DATASET ENTRIES Start Marker
//! Plain-cookie session: older deployments that only need the index page's
//! session cookie and answer every call with a `{success, error, data}` envelope.

use std::sync::Arc;

use async_trait::async_trait;
use jtt_core::{EntityDetail, FieldMap, SubResourceKind};
use tracing::{debug, info};

use crate::error::{ChallengeError, ProtocolError, RecoverableFetchError, SessionError};
use crate::protocol::{pairs_to_detail, rows_to_field_maps, rows_to_summaries};
use crate::session::SessionPhase;
use crate::transport::{EnvelopeCall, PortalTransport};
use crate::{Listing, SessionStrategy, TargetSpec};

pub struct CookieSession {
    target: TargetSpec,
    transport: Arc<dyn PortalTransport>,
    phase: SessionPhase,
}

impl std::fmt::Debug for CookieSession {
    fn fmt(&self, f: &mut std::fmt::Formatter<'_>) -> std::fmt::Result {
        f.debug_struct("CookieSession")
            .field("target", &self.target.name)
            .field("phase", &self.phase)
            .finish_non_exhaustive()
    }
}

impl CookieSession {
    pub async fn connect(
        target: TargetSpec,
        transport: Arc<dyn PortalTransport>,
    ) -> Result<Self, SessionError> {
        transport.open_cookie_session(&target).await?;
        info!(jail = %target.name, "cookie session opened");
        Ok(Self {
            target,
            transport,
            phase: SessionPhase::Ready,
        })
    }

    fn ensure_live(&self) -> Result<(), SessionError> {
        if self.phase == SessionPhase::Terminated {
            return Err(ChallengeError::Terminated.into());
        }
        Ok(())
    }

    async fn envelope_rows(
        &mut self,
        call: EnvelopeCall<'_>,
    ) -> Result<(Vec<serde_json::Value>, Option<u64>), RecoverableFetchError> {
        self.phase = SessionPhase::RequestSent;
        let envelope = self.transport.fetch_envelope(&self.target, call).await;
        self.phase = SessionPhase::Ready;
        let envelope = envelope?;
        let total_count = envelope.total_count;
        Ok((envelope.into_rows()?, total_count))
    }
}

#[async_trait]
impl SessionStrategy for CookieSession {
    fn target(&self) -> &TargetSpec {
        &self.target
    }

    fn phase(&self) -> SessionPhase {
        self.phase
    }

    /// Nothing to iterate without a listing, so envelope failures here are fatal.
    async fn listing(&mut self) -> Result<Listing, SessionError> {
        self.ensure_live()?;
        let page_size = self.target.page_size;
        let (rows, total_count) = match self.envelope_rows(EnvelopeCall::Listing { page_size }).await {
            Ok(found) => found,
            Err(RecoverableFetchError::Transport(err)) => return Err(err.into()),
            Err(err) => return Err(ProtocolError::ListingRejected(err).into()),
        };
        let rows = rows_to_field_maps(rows).map_err(ProtocolError::ListingRejected)?;
        let entities = rows_to_summaries(rows, "listing")?;
        debug!(jail = %self.target.name, listed = entities.len(), ?total_count, "listing fetched");
        Ok(Listing {
            entities,
            total_count,
            page_size: Some(page_size),
        })
    }

    async fn request_detail(&mut self, identifier: &str) -> Result<EntityDetail, SessionError> {
        self.ensure_live()?;
        let (rows, _) = self.envelope_rows(EnvelopeCall::Detail { identifier }).await?;
        Ok(pairs_to_detail(&rows)?)
    }

    async fn request_collection(
        &mut self,
        kind: SubResourceKind,
        identifier: &str,
    ) -> Result<Vec<FieldMap>, SessionError> {
        self.ensure_live()?;
        let (rows, _) = self
            .envelope_rows(EnvelopeCall::Collection { kind, identifier })
            .await?;
        Ok(rows_to_field_maps(rows)?)
    }

    fn terminate(&mut self) {
        self.phase = SessionPhase::Terminated;
    }
}

#[cfg(test)]
mod tests {
    use super::*;
    use crate::test_support::ScriptedTransport;
    use crate::StrategyKind;
    use serde_json::json;

    fn target() -> TargetSpec {
        TargetSpec::new("Perry_County_MS", StrategyKind::Cookie).with_page_size(2)
    }

    #[tokio::test]
    async fn listing_and_detail_come_from_envelopes() {
        let transport = Arc::new(ScriptedTransport::default());
        transport.push_envelope(json!({
            "success": true,
            "data": [{"ArrestNo": 101, "LastName": "DOE"}, {"ArrestNo": 102, "LastName": "ROE"}],
            "totalCount": 3
        }));
        transport.push_envelope(json!({
            "success": true,
            "data": [{"Field": "Last Name:", "Value": "DOE"}, {"Field": "City", "Value": "O&#39;Fallon"}]
        }));

        let mut session = CookieSession::connect(target(), transport.clone()).await.unwrap();
        let listing = session.listing().await.unwrap();
        assert_eq!(listing.entities[0].identifier, "101");
        assert!(listing.exceeds_page());

        let detail = session.request_detail("101").await.unwrap();
        assert_eq!(detail.get("Last Name"), Some("DOE"));
        assert_eq!(detail.get("City"), Some("O'Fallon"));
        assert_eq!(transport.cookie_opens(), 1);
    }

    #[tokio::test]
    async fn listing_envelope_failure_is_fatal() {
        let transport = Arc::new(ScriptedTransport::default());
        transport.push_envelope(json!({"success": false, "error": "", "data": []}));
        let mut session = CookieSession::connect(target(), transport).await.unwrap();
        let err = session.listing().await.unwrap_err();
        assert!(err.is_session_fatal());
        assert!(matches!(
            err,
            SessionError::Protocol(ProtocolError::ListingRejected(RecoverableFetchError::Unsuccessful))
        ));
    }

    #[tokio::test]
    async fn collection_failures_are_recoverable() {
        let transport = Arc::new(ScriptedTransport::default());
        transport.push_envelope(json!({"success": true, "error": "No cases", "data": []}));
        let mut session = CookieSession::connect(target(), transport).await.unwrap();
        let err = session
            .request_collection(SubResourceKind::Cases, "101")
            .await
            .unwrap_err();
        assert!(!err.is_session_fatal());
        assert!(matches!(
            err,
            SessionError::Fetch(RecoverableFetchError::PortalError(m)) if m == "No cases"
        ));
        assert_eq!(session.phase(), SessionPhase::Ready);
    }
}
DATASET ENTRIES End Marker
WORK INSTRUCTION:
Your answer should be the records above, set down exactly.

EXERCISE RESULT:
//! Plain-cookie session: older deployments that only need the index page's
//! session cookie and answer every call with a `{success, error, data}` envelope.

use std::sync::Arc;

use async_trait::async_trait;
use jtt_core::{EntityDetail, FieldMap, SubResourceKind};
use tracing::{debug, info};

use crate::error::{ChallengeError, ProtocolError, RecoverableFetchError, SessionError};
use crate::protocol::{pairs_to_detail, rows_to_field_maps, rows_to_summaries};
use crate::session::SessionPhase;
use crate::transport::{EnvelopeCall, PortalTransport};
use crate::{Listing, SessionStrategy, TargetSpec};

pub struct CookieSession {
    target: TargetSpec,
    transport: Arc<dyn PortalTransport>,
    phase: SessionPhase,
}

impl std::fmt::Debug for CookieSession {
    fn fmt(&self, f: &mut std::fmt::Formatter<'_>) -> std::fmt::Result {
        f.debug_struct("CookieSession")
            .field("target", &self.target.name)
            .field("phase", &self.phase)
            .finish_non_exhaustive()
    }
}

impl CookieSession {
    pub async fn connect(
        target: TargetSpec,
        transport: Arc<dyn PortalTransport>,
    ) -> Result<Self, SessionError> {
        transport.open_cookie_session(&target).await?;
        info!(jail = %target.name, "cookie session opened");
        Ok(Self {
            target,
            transport,
            phase: SessionPhase::Ready,
        })
    }

    fn ensure_live(&self) -> Result<(), SessionError> {
        if self.phase == SessionPhase::Terminated {
            return Err(ChallengeError::Terminated.into());
        }
        Ok(())
    }

    async fn envelope_rows(
        &mut self,
        call: EnvelopeCall<'_>,
    ) -> Result<(Vec<serde_json::Value>, Option<u64>), RecoverableFetchError> {
        self.phase = SessionPhase::RequestSent;
        let envelope = self.transport.fetch_envelope(&self.target, call).await;
        self.phase = SessionPhase::Ready;
        let envelope = envelope?;
        let total_count = envelope.total_count;
        Ok((envelope.into_rows()?, total_count))
    }
}

#[async_trait]
impl SessionStrategy for CookieSession {
    fn target(&self) -> &TargetSpec {
        &self.target
    }

    fn phase(&self) -> SessionPhase {
        self.phase
    }

    /// Nothing to iterate without a listing, so envelope failures here are fatal.
    async fn listing(&mut self) -> Result<Listing, SessionError> {
        self.ensure_live()?;
        let page_size = self.target.page_size;
        let (rows, total_count) = match self.envelope_rows(EnvelopeCall::Listing { page_size }).await {
            Ok(found) => found,
            Err(RecoverableFetchError::Transport(err)) => return Err(err.into()),
            Err(err) => return Err(ProtocolError::ListingRejected(err).into()),
        };
        let rows = rows_to_field_maps(rows).map_err(ProtocolError::ListingRejected)?;
        let entities = rows_to_summaries(rows, "listing")?;
        debug!(jail = %self.target.name, listed = entities.len(), ?total_count, "listing fetched");
        Ok(Listing {
            entities,
            total_count,
            page_size: Some(page_size),
        })
    }

    async fn request_detail(&mut self, identifier: &str) -> Result<EntityDetail, SessionError> {
        self.ensure_live()?;
        let (rows, _) = self.envelope_rows(EnvelopeCall::Detail { identifier }).await?;
        Ok(pairs_to_detail(&rows)?)
    }

    async fn request_collection(
        &mut self,
        kind: SubResourceKind,
        identifier: &str,
    ) -> Result<Vec<FieldMap>, SessionError> {
        self.ensure_live()?;
        let (rows, _) = self
            .envelope_rows(EnvelopeCall::Collection { kind, identifier })
            .await?;
        Ok(rows_to_field_maps(rows)?)
    }

    fn terminate(&mut self) {
        self.phase = SessionPhase::Terminated;
    }
}

#[cfg(test)]
mod tests {
    use super::*;
    use crate::test_support::ScriptedTransport;
    use crate::StrategyKind;
    use serde_json::json;

    fn target() -> TargetSpec {
        TargetSpec::new("Perry_County_MS", StrategyKind::Cookie).with_page_size(2)
    }

    #[tokio::test]
    async fn listing_and_detail_come_from_envelopes() {
        let transport = Arc::new(ScriptedTransport::default());
        transport.push_envelope(json!({
            "success": true,
            "data": [{"ArrestNo": 101, "LastName": "DOE"}, {"ArrestNo": 102, "LastName": "ROE"}],
            "totalCount": 3
        }));
        transport.push_envelope(json!({
            "success": true,
            "data": [{"Field": "Last Name:", "Value": "DOE"}, {"Field": "City", "Value": "O&#39;Fallon"}]
        }));

        let mut session = CookieSession::connect(target(), transport.clone()).await.unwrap();
        let listing = session.listing().await.unwrap();
        assert_eq!(listing.entities[0].identifier, "101");
        assert!(listing.exceeds_page());

        let detail = session.request_detail("101").await.unwrap();
        assert_eq!(detail.get("Last Name"), Some("DOE"));
        assert_eq!(detail.get("City"), Some("O'Fallon"));
        assert_eq!(transport.cookie_opens(), 1);
    }

    #[tokio::test]
    async fn listing_envelope_failure_is_fatal() {
        let transport = Arc::new(ScriptedTransport::default());
        transport.push_envelope(json!({"success": false, "error": "", "data": []}));
        let mut session = CookieSession::connect(target(), transport).await.unwrap();
        let err = session.listing().await.unwrap_err();
        assert!(err.is_session_fatal());
        assert!(matches!(
            err,
            SessionError::Protocol(ProtocolError::ListingRejected(RecoverableFetchError::Unsuccessful))
        ));
    }

    #[tokio::test]
    async fn collection_failures_are_recoverable() {
        let transport = Arc::new(ScriptedTransport::default());
        transport.push_envelope(json!({"success": true, "error": "No cases", "data": []}));
        let mut session = CookieSession::connect(target(), transport).await.unwrap();
        let err = session
            .request_collection(SubResourceKind::Cases, "101")
            .await
            .unwrap_err();
        assert!(!err.is_session_fatal());
        assert!(matches!(
            err,
            SessionError::Fetch(RecoverableFetchError::PortalError(m)) if m == "No cases"
        ));
        assert_eq!(session.phase(), SessionPhase::Ready);
    }
}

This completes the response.